Start of Dataset content
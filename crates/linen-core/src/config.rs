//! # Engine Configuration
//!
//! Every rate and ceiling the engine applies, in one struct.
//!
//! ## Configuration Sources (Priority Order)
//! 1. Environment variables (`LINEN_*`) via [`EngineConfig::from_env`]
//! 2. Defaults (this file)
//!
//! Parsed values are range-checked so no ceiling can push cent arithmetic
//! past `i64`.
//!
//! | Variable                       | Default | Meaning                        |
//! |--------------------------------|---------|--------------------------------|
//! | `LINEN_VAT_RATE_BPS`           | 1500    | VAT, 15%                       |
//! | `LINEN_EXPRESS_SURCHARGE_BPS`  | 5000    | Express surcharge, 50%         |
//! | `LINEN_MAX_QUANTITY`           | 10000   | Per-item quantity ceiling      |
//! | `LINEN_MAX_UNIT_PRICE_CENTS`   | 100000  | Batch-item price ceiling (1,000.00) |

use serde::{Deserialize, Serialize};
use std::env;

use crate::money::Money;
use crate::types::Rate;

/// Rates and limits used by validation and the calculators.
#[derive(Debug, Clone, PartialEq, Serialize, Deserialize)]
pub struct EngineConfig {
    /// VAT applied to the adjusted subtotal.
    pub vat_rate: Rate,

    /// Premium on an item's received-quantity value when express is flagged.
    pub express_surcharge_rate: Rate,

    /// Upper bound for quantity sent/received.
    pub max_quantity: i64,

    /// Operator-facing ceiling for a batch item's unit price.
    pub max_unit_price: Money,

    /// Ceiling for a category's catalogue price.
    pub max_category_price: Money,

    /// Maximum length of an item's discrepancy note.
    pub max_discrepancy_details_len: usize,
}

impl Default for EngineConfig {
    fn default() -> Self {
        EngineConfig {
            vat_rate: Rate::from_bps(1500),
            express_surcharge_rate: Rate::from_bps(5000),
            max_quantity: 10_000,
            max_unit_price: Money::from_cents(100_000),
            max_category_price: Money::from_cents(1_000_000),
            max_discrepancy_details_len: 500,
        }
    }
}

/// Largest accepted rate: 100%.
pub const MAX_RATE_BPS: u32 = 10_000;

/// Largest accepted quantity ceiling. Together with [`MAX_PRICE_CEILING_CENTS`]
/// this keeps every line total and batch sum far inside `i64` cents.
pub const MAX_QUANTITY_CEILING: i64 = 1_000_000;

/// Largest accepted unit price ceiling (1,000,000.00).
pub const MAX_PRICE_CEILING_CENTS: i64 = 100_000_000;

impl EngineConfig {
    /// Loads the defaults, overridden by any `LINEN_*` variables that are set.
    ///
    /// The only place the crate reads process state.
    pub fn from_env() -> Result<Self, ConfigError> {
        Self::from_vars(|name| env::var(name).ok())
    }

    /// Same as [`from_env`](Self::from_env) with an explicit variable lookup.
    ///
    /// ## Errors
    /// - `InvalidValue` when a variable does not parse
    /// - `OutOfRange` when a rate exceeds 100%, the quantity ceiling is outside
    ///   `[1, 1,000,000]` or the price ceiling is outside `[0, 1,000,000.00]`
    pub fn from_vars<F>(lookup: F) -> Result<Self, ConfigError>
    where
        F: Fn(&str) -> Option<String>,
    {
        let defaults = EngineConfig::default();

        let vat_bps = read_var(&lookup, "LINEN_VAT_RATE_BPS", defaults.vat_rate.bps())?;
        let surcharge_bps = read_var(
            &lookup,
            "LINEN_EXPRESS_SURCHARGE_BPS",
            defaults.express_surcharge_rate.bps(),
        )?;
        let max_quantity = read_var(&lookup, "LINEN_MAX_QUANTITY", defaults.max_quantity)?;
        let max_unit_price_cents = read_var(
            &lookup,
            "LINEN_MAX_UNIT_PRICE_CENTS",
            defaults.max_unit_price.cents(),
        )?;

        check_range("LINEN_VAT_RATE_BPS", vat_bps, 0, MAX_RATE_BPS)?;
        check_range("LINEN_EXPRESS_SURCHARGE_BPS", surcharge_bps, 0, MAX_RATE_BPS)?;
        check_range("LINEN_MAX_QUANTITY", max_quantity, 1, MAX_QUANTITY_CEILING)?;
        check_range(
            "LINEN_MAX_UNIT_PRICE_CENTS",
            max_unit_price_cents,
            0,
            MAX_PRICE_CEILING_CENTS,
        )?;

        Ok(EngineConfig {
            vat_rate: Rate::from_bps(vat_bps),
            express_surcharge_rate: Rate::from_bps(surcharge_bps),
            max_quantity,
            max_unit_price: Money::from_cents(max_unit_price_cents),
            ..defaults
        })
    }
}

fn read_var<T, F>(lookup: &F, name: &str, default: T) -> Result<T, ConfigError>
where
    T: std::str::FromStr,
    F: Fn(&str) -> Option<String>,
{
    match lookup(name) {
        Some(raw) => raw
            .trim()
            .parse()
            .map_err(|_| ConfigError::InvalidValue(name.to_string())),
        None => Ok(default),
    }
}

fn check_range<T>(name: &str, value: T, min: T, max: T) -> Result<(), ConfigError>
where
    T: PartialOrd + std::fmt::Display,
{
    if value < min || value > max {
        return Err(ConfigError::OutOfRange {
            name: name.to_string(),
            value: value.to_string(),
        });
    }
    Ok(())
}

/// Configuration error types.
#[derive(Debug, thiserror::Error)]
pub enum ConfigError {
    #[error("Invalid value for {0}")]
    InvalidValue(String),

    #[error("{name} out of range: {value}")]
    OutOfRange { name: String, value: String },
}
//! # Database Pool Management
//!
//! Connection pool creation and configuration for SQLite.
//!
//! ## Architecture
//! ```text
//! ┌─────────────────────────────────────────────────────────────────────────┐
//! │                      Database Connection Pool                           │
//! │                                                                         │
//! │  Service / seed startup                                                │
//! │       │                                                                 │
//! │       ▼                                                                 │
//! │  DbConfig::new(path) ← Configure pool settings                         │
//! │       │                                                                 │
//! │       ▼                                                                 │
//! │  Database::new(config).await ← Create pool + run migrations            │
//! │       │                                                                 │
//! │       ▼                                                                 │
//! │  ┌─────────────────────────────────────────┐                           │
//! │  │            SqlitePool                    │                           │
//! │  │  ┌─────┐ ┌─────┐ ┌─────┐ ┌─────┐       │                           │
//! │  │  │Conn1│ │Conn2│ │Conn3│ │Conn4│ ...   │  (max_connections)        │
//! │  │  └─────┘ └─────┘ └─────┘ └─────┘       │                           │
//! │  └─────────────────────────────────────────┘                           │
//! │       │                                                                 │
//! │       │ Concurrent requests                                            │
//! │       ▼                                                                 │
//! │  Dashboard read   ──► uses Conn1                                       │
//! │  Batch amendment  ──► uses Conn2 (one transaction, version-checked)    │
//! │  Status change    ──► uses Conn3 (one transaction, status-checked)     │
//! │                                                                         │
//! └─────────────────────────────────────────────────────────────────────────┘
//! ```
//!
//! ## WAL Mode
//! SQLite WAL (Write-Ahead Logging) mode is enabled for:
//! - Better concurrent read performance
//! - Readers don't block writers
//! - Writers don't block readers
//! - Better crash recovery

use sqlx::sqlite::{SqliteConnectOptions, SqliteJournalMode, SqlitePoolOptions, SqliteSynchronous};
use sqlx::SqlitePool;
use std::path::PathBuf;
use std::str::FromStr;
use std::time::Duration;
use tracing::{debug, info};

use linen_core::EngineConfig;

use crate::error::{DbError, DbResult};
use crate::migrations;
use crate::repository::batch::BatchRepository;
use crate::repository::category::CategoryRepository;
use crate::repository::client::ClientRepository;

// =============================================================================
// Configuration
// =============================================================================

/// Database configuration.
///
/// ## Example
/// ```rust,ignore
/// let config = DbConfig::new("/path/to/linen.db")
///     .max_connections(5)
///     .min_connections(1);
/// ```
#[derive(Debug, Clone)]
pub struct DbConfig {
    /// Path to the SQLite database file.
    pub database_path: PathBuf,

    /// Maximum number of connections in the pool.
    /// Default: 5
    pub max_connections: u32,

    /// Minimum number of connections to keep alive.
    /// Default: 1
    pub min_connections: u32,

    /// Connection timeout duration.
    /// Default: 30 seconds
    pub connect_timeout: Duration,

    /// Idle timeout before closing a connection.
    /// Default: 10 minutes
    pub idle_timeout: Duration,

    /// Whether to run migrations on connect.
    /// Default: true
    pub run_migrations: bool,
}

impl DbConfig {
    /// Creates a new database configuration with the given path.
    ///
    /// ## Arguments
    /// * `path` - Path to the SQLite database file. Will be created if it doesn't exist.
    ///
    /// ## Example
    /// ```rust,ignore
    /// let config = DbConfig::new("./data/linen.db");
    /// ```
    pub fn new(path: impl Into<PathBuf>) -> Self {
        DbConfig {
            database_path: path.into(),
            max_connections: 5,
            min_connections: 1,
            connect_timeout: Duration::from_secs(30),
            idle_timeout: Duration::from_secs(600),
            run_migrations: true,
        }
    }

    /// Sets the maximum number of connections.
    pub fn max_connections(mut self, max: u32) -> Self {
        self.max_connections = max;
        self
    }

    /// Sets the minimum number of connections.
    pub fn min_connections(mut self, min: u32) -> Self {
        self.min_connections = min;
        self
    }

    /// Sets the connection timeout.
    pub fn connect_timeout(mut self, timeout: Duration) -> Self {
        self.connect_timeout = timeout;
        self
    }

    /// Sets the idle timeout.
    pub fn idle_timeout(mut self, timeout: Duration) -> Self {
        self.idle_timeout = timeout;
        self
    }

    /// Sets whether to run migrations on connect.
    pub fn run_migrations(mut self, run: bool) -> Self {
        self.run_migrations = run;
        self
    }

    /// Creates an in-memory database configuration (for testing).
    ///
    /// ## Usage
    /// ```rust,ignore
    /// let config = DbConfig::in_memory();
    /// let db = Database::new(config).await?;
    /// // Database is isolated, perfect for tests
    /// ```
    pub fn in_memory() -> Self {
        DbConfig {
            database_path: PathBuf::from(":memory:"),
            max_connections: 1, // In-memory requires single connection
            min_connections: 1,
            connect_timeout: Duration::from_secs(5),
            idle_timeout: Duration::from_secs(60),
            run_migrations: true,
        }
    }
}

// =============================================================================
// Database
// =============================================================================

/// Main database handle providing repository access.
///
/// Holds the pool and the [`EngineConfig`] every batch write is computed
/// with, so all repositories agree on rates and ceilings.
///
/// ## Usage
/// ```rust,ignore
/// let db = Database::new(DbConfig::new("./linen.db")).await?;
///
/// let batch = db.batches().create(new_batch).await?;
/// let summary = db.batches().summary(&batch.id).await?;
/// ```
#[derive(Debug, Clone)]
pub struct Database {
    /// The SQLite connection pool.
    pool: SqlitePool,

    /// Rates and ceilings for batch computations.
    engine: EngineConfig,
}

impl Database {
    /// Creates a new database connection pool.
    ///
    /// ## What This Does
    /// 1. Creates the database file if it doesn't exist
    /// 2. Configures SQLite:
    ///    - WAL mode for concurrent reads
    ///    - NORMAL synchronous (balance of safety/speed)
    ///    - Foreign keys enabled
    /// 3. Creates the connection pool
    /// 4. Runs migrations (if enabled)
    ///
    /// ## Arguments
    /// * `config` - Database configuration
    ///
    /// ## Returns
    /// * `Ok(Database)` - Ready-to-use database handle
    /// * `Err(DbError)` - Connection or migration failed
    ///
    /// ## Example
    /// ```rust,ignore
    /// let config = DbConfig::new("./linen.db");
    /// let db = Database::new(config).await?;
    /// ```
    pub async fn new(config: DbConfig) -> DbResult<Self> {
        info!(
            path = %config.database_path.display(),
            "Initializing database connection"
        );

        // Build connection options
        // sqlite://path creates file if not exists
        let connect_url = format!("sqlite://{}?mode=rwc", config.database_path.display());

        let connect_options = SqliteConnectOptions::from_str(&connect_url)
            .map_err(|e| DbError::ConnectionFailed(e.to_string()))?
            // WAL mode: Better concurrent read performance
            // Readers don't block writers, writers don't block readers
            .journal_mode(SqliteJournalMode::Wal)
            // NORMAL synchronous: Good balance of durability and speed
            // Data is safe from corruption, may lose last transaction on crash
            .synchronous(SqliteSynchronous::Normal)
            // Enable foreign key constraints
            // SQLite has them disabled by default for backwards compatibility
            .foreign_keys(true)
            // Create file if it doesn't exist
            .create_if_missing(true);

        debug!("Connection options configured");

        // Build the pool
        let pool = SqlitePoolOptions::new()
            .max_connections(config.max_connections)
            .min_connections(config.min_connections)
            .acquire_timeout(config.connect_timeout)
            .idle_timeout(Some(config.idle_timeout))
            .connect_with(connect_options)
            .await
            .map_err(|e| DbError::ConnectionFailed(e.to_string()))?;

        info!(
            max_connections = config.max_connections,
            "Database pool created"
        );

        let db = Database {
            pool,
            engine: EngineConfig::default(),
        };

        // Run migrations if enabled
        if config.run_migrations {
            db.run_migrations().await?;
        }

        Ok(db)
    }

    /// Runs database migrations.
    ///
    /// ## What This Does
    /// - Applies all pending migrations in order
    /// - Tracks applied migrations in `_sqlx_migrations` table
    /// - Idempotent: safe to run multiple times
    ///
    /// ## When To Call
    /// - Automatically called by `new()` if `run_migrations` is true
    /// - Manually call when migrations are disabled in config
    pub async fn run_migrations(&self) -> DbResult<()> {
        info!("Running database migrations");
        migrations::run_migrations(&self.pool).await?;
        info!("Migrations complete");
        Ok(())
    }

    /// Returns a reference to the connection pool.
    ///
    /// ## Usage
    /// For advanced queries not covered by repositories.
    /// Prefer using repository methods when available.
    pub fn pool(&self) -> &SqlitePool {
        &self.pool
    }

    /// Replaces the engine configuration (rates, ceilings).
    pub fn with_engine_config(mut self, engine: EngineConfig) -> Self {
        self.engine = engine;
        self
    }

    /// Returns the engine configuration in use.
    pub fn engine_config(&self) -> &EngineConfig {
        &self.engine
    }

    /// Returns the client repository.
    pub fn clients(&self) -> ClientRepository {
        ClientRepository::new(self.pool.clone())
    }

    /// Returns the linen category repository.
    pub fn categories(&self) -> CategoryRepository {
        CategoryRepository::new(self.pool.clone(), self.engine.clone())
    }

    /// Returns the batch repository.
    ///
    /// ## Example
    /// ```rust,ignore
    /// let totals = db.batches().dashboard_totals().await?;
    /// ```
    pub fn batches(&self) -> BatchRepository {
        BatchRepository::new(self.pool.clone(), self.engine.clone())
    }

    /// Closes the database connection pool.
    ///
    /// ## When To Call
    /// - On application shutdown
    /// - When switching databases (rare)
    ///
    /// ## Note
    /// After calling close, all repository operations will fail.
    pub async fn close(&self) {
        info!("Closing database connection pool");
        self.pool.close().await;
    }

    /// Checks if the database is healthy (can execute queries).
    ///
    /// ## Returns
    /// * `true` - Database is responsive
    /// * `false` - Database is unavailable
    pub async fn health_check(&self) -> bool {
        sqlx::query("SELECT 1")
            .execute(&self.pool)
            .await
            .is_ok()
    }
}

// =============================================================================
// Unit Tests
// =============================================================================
End of Dataset content
Start of Dataset content
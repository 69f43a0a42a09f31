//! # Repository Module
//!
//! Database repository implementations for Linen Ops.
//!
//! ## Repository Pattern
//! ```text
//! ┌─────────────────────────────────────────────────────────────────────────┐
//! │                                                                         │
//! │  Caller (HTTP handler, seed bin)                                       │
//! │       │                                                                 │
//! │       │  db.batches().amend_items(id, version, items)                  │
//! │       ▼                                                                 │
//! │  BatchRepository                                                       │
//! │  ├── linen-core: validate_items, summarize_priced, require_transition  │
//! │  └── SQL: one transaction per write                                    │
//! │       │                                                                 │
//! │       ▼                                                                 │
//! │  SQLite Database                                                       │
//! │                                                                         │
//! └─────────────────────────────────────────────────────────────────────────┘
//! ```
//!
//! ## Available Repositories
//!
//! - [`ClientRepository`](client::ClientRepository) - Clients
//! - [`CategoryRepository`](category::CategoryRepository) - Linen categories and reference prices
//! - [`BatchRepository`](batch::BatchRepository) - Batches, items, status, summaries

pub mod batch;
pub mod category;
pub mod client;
End of Dataset content
The answer consists of the lines above that include the word "DbConfig", each copied exactly.

//! │  DbConfig::new(path) ← Configure pool settings                         │
/// let config = DbConfig::new("/path/to/linen.db")
pub struct DbConfig {
impl DbConfig {
    /// let config = DbConfig::new("./data/linen.db");
        DbConfig {
    /// let config = DbConfig::in_memory();
        DbConfig {
/// let db = Database::new(DbConfig::new("./linen.db")).await?;
    /// let config = DbConfig::new("./linen.db");
    pub async fn new(config: DbConfig) -> DbResult<Self> {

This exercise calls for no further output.